ANNUAL NOTICES TO ALL MCSIG PLAN PARTICIPANTS

MCSIG provides the following annual notices regarding the Health Insurance Portability and Accountability Act (HIPAA) and the Women s Health and Cancer Rights Act (WHCRA) so that our members are well informed of the provisions of each Act.

MCSIG has elected to be exempt from the required provisions of HIPAA. However, all of our plans still substantially comply with the provisions of HIPAA. This allows MCSIG flexibility in providing cost effective services to participants and reduces the administrative expenses associated with federal regulatory compliance.

The MCSIG medical plans have always been in compliance with the Women s Health and Cancer Rights Act provisions, even prior to its enactment, and MCSIG continues to provide these benefits.

Health Insurance Portability and Accountability Act - HIPAA

Under a Federal law known as the Health Insurance Portability and Accountability Act (HIPAA) of 1996, Public Law 104-191, as amended, group health plans must generally comply with the requirements listed below. However, the law also permits State and local governmental employers that sponsor health plans to elect to exempt a plan from these requirements for any part of the plan that is  self-funded by the employer, rather than provided through a health insurance policy. Monterey County Schools Insurance Group (MCSIG) has elected to exempt all medical plans and all dental and vision plans from all of the following requirements:

  1. Limitations on preexisting condition exclusion periods. A preexisting condition exclusion period generally may not exceed 12 months, and generally must be reduced by prior health coverage an individual has had. Also, a plan may not impose any preexisting condition exclusion relating to pregnancy as a preexisting condition, nor, under certain conditions, with respect to newborns or children adopted or place for adoption.
  2. Special enrollment periods. Group health plans are required to provide special enrollment periods for individuals who do not enroll in the plan because they have other coverage, but subsequently lose that coverage. Also, if a plan provides dependent coverage, the plan must provide a special enrollment period for new dependents (and the employee if not already enrolled) within 30 days after a marriage, birth, adoption or placement for adoption.
  3. Prohibitions against discriminating against individual participants and beneficiaries based on health status.
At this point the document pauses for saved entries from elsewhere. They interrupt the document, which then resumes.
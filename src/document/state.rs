//! Open dump-log documents.

use std::sync::Arc;

use dashmap::DashMap;
use tower_lsp::lsp_types::Url;

use super::text::LineIndex;

/// State for a single document.
#[derive(Debug, Clone)]
pub struct DocumentState {
    /// Line access for the fold classifier.
    pub line_index: LineIndex,
    /// Document version from the client.
    pub version: i32,
}

impl DocumentState {
    pub fn new(source: String, version: i32) -> Self {
        Self {
            line_index: LineIndex::new(source),
            version,
        }
    }
}

/// Thread-safe storage for open documents.
#[derive(Debug, Default)]
pub struct DocumentStore {
    documents: DashMap<Url, Arc<DocumentState>>,
}

impl DocumentStore {
    /// Create a new empty document store.
    pub fn new() -> Self {
        Self {
            documents: DashMap::new(),
        }
    }

    /// Open a document, replacing any previous state for the URI.
    pub fn open(&self, uri: Url, source: String, version: i32) -> Arc<DocumentState> {
        let state = Arc::new(DocumentState::new(source, version));
        self.documents.insert(uri, Arc::clone(&state));
        state
    }

    /// Replace the text of an open document.
    ///
    /// Returns `None` if the document was never opened here.
    pub fn update(&self, uri: &Url, source: String, version: i32) -> Option<Arc<DocumentState>> {
        let mut entry = self.documents.get_mut(uri)?;
        let state = Arc::new(DocumentState::new(source, version));
        *entry = Arc::clone(&state);
        Some(state)
    }

    /// Close a document.
    pub fn close(&self, uri: &Url) -> Option<Arc<DocumentState>> {
        self.documents.remove(uri).map(|(_, state)| state)
    }

    /// Get a document's state.
    pub fn get(&self, uri: &Url) -> Option<Arc<DocumentState>> {
        self.documents.get(uri).map(|r| Arc::clone(&r))
    }

    pub fn len(&self) -> usize {
        self.documents.len()
    }

    pub fn is_empty(&self) -> bool {
        self.documents.is_empty()
    }
}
A group health plan may not discriminate in enrollment rules or in the amount of premiums or contributions it requires an individual to pay based on certain health status-related factors: health status, medical condition (physical and mental illnesses), claims experience, receipt of health care, medical history, genetic information, evidence of insurability, and disability.
  4. Standards relating to benefits for mothers and newborns. Group health plans offering health coverage for hospital stays in connection with the birth of a child generally may not restrict benefits for the stay to less than 48 hours for a vaginal delivery, and 96 hours for cesarean section.
  5. Parity in the application of certain limits to mental health benefits. Group health plans (of employers that employ more than 50 employees) offering mental health benefits may not set annual or lifetime dollar limits on mental health benefits that are lower than limits for medical and surgical benefits. A plan that does not impose an annual or lifetime dollar limit on medical and surgical benefits may not impose that type of limit on mental health benefits. These requirements do not apply to benefits for substance abuse or chemical dependency.
  6. Required coverage for reconstructive surgery following mastectomies. Group health plans that provide medical and surgical benefits for a mastectomy must provide certain benefits in connection with breast reconstruction as well as certain other related benefits.
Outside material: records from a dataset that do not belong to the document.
//! Per-document "contains IR dumps" cache.

use std::fmt;
use std::hash::Hash;

use dashmap::DashMap;
use tracing::debug;

use super::patterns::is_dump_header;
use super::LineSource;

/// Number of leading lines scanned for a dump header.
pub const DEFAULT_SCAN_LIMIT: usize = 10_000;

/// Memoized answer to "does this document contain any dump headers".
///
/// Only the first `scan_limit` lines are searched. A header further down in
/// an otherwise unmarked document is never found. Entries live until
/// [`DumpGate::invalidate`] is called; ordinary edits do not refresh them.
#[derive(Debug)]
pub struct DumpGate<K: Eq + Hash> {
    scan_limit: usize,
    cache: DashMap<K, bool>,
}

impl<K: Eq + Hash> Default for DumpGate<K> {
    fn default() -> Self {
        Self::new(DEFAULT_SCAN_LIMIT)
    }
}

impl<K: Eq + Hash> DumpGate<K> {
    pub fn new(scan_limit: usize) -> Self {
        Self {
            scan_limit,
            cache: DashMap::new(),
        }
    }

    pub fn scan_limit(&self) -> usize {
        self.scan_limit
    }

    /// Cached check, computed from `doc` on first use for `key`.
    pub fn has_dumps<D>(&self, key: &K, doc: &D) -> bool
    where
        K: Clone + fmt::Debug,
        D: LineSource + ?Sized,
    {
        if let Some(cached) = self.cache.get(key) {
            return *cached;
        }
        // The entry guard holds the shard lock across the scan.
        let entry = self.cache.entry(key.clone()).or_insert_with(|| {
            let found = scan(doc, self.scan_limit);
            debug!(?key, found, scan_limit = self.scan_limit, "computed dump gate");
            found
        });
        *entry
    }

    /// Drop the cached answer for `key`; the next `has_dumps` rescans.
    pub fn invalidate(&self, key: &K)
    where
        K: fmt::Debug,
    {
        if self.cache.remove(key).is_some() {
            debug!(?key, "invalidated dump gate");
        }
    }

    #[cfg(test)]
    fn cached(&self, key: &K) -> Option<bool> {
        self.cache.get(key).map(|r| *r)
    }
}

/// Search the first `limit` lines for a dump header.
pub fn scan<D: LineSource + ?Sized>(doc: &D, limit: usize) -> bool {
    let end = doc.line_count().min(limit);
    (0..end).any(|i| doc.line(i).is_some_and(is_dump_header))
}

#[cfg(test)]
mod tests {
    use super::*;

    const HEADER: &str = "// -----// IR Dump After Foo (foo-pass) //----- //";

    #[test]
    fn detects_header() {
        let gate = DumpGate::default();
        let doc = vec!["hello", HEADER, "module {"];
        assert!(gate.has_dumps(&"a", &doc));
    }

    #[test]
    fn plain_document_has_no_dumps() {
        let gate = DumpGate::default();
        let doc = vec!["hello", "world"];
        assert!(!gate.has_dumps(&"a", &doc));
        assert_eq!(gate.cached(&"a"), Some(false));
    }

    #[test]
    fn empty_document_has_no_dumps() {
        let gate = DumpGate::default();
        let doc: Vec<&str> = Vec::new();
        assert!(!gate.has_dumps(&"a", &doc));
    }

    #[test]
    fn answer_is_memoized_until_invalidated() {
        let gate = DumpGate::default();
        let mut doc = vec!["plain".to_string()];
        assert!(!gate.has_dumps(&"a", &doc));

        doc.push(HEADER.to_string());
        // Edits alone do not refresh the cached answer.
        assert!(!gate.has_dumps(&"a", &doc));

        gate.invalidate(&"a");
        assert_eq!(gate.cached(&"a"), None);
        assert!(gate.has_dumps(&"a", &doc));

        doc.clear();
        gate.invalidate(&"a");
        assert!(!gate.has_dumps(&"a", &doc));
    }

    #[test]
    fn entries_are_per_key() {
        let gate = DumpGate::default();
        assert!(gate.has_dumps(&"dump", &vec![HEADER]));
        assert!(!gate.has_dumps(&"plain", &vec!["x"]));
        gate.invalidate(&"plain");
        assert_eq!(gate.cached(&"dump"), Some(true));
    }

    #[test]
    fn scan_is_bounded() {
        let mut doc = vec!["filler".to_string(); DEFAULT_SCAN_LIMIT];
        doc.push(HEADER.to_string());
        let gate = DumpGate::default();
        assert!(!gate.has_dumps(&"a", &doc));

        doc[DEFAULT_SCAN_LIMIT - 1] = HEADER.to_string();
        gate.invalidate(&"a");
        assert!(gate.has_dumps(&"a", &doc));
    }

    #[test]
    fn zero_limit_never_detects() {
        let gate = DumpGate::new(0);
        assert!(!gate.has_dumps(&"a", &vec![HEADER]));
    }

    #[test]
    fn concurrent_callers_agree() {
        let gate = std::sync::Arc::new(DumpGate::default());
        let doc = std::sync::Arc::new(vec![HEADER.to_string()]);
        let handles: Vec<_> = (0..8)
            .map(|_| {
                let gate = std::sync::Arc::clone(&gate);
                let doc = std::sync::Arc::clone(&doc);
                std::thread::spawn(move || gate.has_dumps(&1u32, &*doc))
            })
            .collect();
        for handle in handles {
            assert!(handle.join().unwrap());
        }
    }
}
The exemption from these Federal requirements is in effect for the plan year beginning July 1, 2008 and ending June 30, 2009. The election may be renewed for subsequent plan years.
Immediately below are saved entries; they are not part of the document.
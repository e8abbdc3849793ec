pub mod error;

pub use error::DriverError;

use crate::callback::{CallbackHandler, RunCallbackHandler, TestEventListener};
use crate::config::{DriverConfig, IsolationStrategy};
use crate::dispatch::{
    create_executor, id_prefix, Action, ActionExecutor, ActionKind, ControllerArgs,
    ControllerRegistry, Settings,
};
use crate::modules::load_modules;
use crate::shared::{DriverLogger, JsonlLogSink, LogSink, NullLogSink};
use std::sync::Arc;

#[derive(Debug, Clone, Copy, PartialEq, Eq)]
pub enum DriverPhase {
    Unloaded,
    Loaded,
}

impl DriverPhase {
    pub fn as_str(&self) -> &'static str {
        match self {
            DriverPhase::Unloaded => "unloaded",
            DriverPhase::Loaded => "loaded",
        }
    }
}

impl std::fmt::Display for DriverPhase {
    fn fmt(&self, f: &mut std::fmt::Formatter<'_>) -> std::fmt::Result {
        f.write_str(self.as_str())
    }
}

enum DriverState {
    Unloaded,
    Loaded(Box<dyn ActionExecutor>),
}

/// Drives one test module through load, count, explore, run and stop.
///
/// `load` needs exclusive access; everything else takes `&self`, so a
/// `stop_run` can be issued from another thread while `run` is blocked.
/// Callers are expected to serialize the remaining operations themselves.
pub struct Driver {
    id: String,
    config: DriverConfig,
    registry: ControllerRegistry,
    log: DriverLogger,
    state: DriverState,
}

impl Driver {
    pub fn new(
        id: impl Into<String>,
        config: DriverConfig,
        registry: ControllerRegistry,
        sink: Arc<dyn LogSink>,
    ) -> Self {
        let id = id.into();
        Self {
            log: DriverLogger::new(id.clone(), sink),
            id,
            config,
            registry,
            state: DriverState::Unloaded,
        }
    }

    /// Logs to `config.log_path` when one is set, otherwise nowhere.
    pub fn from_config(
        id: impl Into<String>,
        config: DriverConfig,
        registry: ControllerRegistry,
    ) -> Self {
        let sink: Arc<dyn LogSink> = match &config.log_path {
            Some(path) => Arc::new(JsonlLogSink::new(path)),
            None => Arc::new(NullLogSink),
        };
        Self::new(id, config, registry, sink)
    }

    pub fn id(&self) -> &str {
        &self.id
    }

    pub fn id_prefix(&self) -> String {
        id_prefix(&self.id)
    }

    pub fn phase(&self) -> DriverPhase {
        match self.state {
            DriverState::Unloaded => DriverPhase::Unloaded,
            DriverState::Loaded(_) => DriverPhase::Loaded,
        }
    }

    pub fn strategy(&self) -> IsolationStrategy {
        match &self.state {
            DriverState::Loaded(executor) => executor.strategy(),
            DriverState::Unloaded => self.config.isolation,
        }
    }

    pub fn framework(&self) -> Option<&str> {
        match &self.state {
            DriverState::Loaded(executor) => Some(executor.framework()),
            DriverState::Unloaded => None,
        }
    }

    /// Loads the module at `location` and returns the framework's load
    /// report. On failure the driver stays unloaded.
    pub fn load(&mut self, location: &str, settings: Settings) -> Result<String, DriverError> {
        if let DriverState::Loaded(_) = self.state {
            return Err(DriverError::InvalidState {
                operation: "load",
                state: DriverPhase::Loaded.as_str(),
            });
        }

        self.log.info("driver.load", &format!("loading {location}"));
        match self.try_load(location, settings) {
            Ok((executor, report)) => {
                self.log.info(
                    "driver.loaded",
                    &format!(
                        "{location} loaded with framework `{}` ({})",
                        executor.framework(),
                        executor.strategy()
                    ),
                );
                self.state = DriverState::Loaded(executor);
                Ok(report)
            }
            Err(err) => {
                self.log.error("driver.load_failed", &err.to_string());
                Err(err)
            }
        }
    }

    fn try_load(
        &self,
        location: &str,
        settings: Settings,
    ) -> Result<(Box<dyn ActionExecutor>, String), DriverError> {
        let modules = load_modules(location, &self.config.framework_module)?;
        let args = ControllerArgs::new(modules.target.path.clone(), &self.id, settings);
        let executor = create_executor(&modules, &args, &self.registry, &self.config, &self.log)?;
        let report = self.request(executor.as_ref(), Action::Load)?;
        Ok((executor, report))
    }

    fn executor(&self, operation: &'static str) -> Result<&dyn ActionExecutor, DriverError> {
        match &self.state {
            DriverState::Loaded(executor) => Ok(executor.as_ref()),
            DriverState::Unloaded => Err(DriverError::InvalidState {
                operation,
                state: DriverPhase::Unloaded.as_str(),
            }),
        }
    }

    fn request(&self, executor: &dyn ActionExecutor, action: Action) -> Result<String, DriverError> {
        let handler = CallbackHandler::new(self.log.clone());
        executor.dispatch(&action, &handler)?;
        self.terminal(action.kind(), handler.wait(self.config.result_timeout()))
    }

    fn terminal(&self, action: ActionKind, result: Option<String>) -> Result<String, DriverError> {
        result.ok_or_else(|| DriverError::ResultTimeout {
            action,
            timeout_ms: self.config.result_timeout_ms.unwrap_or_default(),
        })
    }

    /// Counts the tests selected by `filter`. A controller that finishes
    /// without reporting anything counts as zero.
    pub fn count_test_cases(&self, filter: &str) -> Result<usize, DriverError> {
        let executor = self.executor("count test cases")?;
        let handler = CallbackHandler::new(self.log.clone());
        executor.dispatch(
            &Action::Count {
                filter: filter.to_string(),
            },
            &handler,
        )?;
        let Some(message) = handler.result() else {
            self.log
                .debug("driver.count_absent", "count finished without a result");
            return Ok(0);
        };
        let trimmed = message.trim();
        if trimmed.is_empty() {
            return Ok(0);
        }
        trimmed
            .parse::<usize>()
            .map_err(|_| DriverError::MalformedResult {
                action: ActionKind::Count,
                message,
            })
    }

    pub fn explore(&self, filter: &str) -> Result<String, DriverError> {
        let executor = self.executor("explore tests")?;
        self.request(
            executor,
            Action::Explore {
                filter: filter.to_string(),
            },
        )
    }

    /// Runs the tests selected by `filter`. Every message the framework
    /// emits reaches `listener` before this returns the final result.
    pub fn run(
        &self,
        listener: Arc<dyn TestEventListener>,
        filter: &str,
    ) -> Result<String, DriverError> {
        let executor = self.executor("run tests")?;
        let handler =
            RunCallbackHandler::new(listener, &self.config.final_report_tag, self.log.clone());
        let action = Action::Run {
            filter: filter.to_string(),
        };

        let result = executor
            .dispatch(&action, &handler)
            .and_then(|()| self.terminal(ActionKind::Run, handler.wait(self.config.result_timeout())));
        handler.finish();
        result
    }

    /// Asks the framework to stop the current run. Does not wait for the run
    /// to finish; a forced stop may leave that run without a result.
    pub fn stop_run(&self, force: bool) -> Result<(), DriverError> {
        let executor = self.executor("stop a run")?;
        self.log
            .info("driver.stop_run", &format!("stop requested (force: {force})"));
        executor.signal(&Action::StopRun { force })
    }
}

impl std::fmt::Debug for Driver {
    fn fmt(&self, f: &mut std::fmt::Formatter<'_>) -> std::fmt::Result {
        f.debug_struct("Driver")
            .field("id", &self.id)
            .field("phase", &self.phase())
            .field("strategy", &self.strategy())
            .finish_non_exhaustive()
    }
}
HIPAA also requires the Plan to provide covered employees and dependents with a certificate of creditable coverage when they cease to be covered under the Plan. There is no exemption from this requirement. This certificate provides evidence that you were covered under this Plan, because if you can establish your prior coverage, you may be entitled to certain right to reduce or eliminate a preexisting condition exclusion if you join another employer s health plan, or if you wish to purchase an individual health insurance policy.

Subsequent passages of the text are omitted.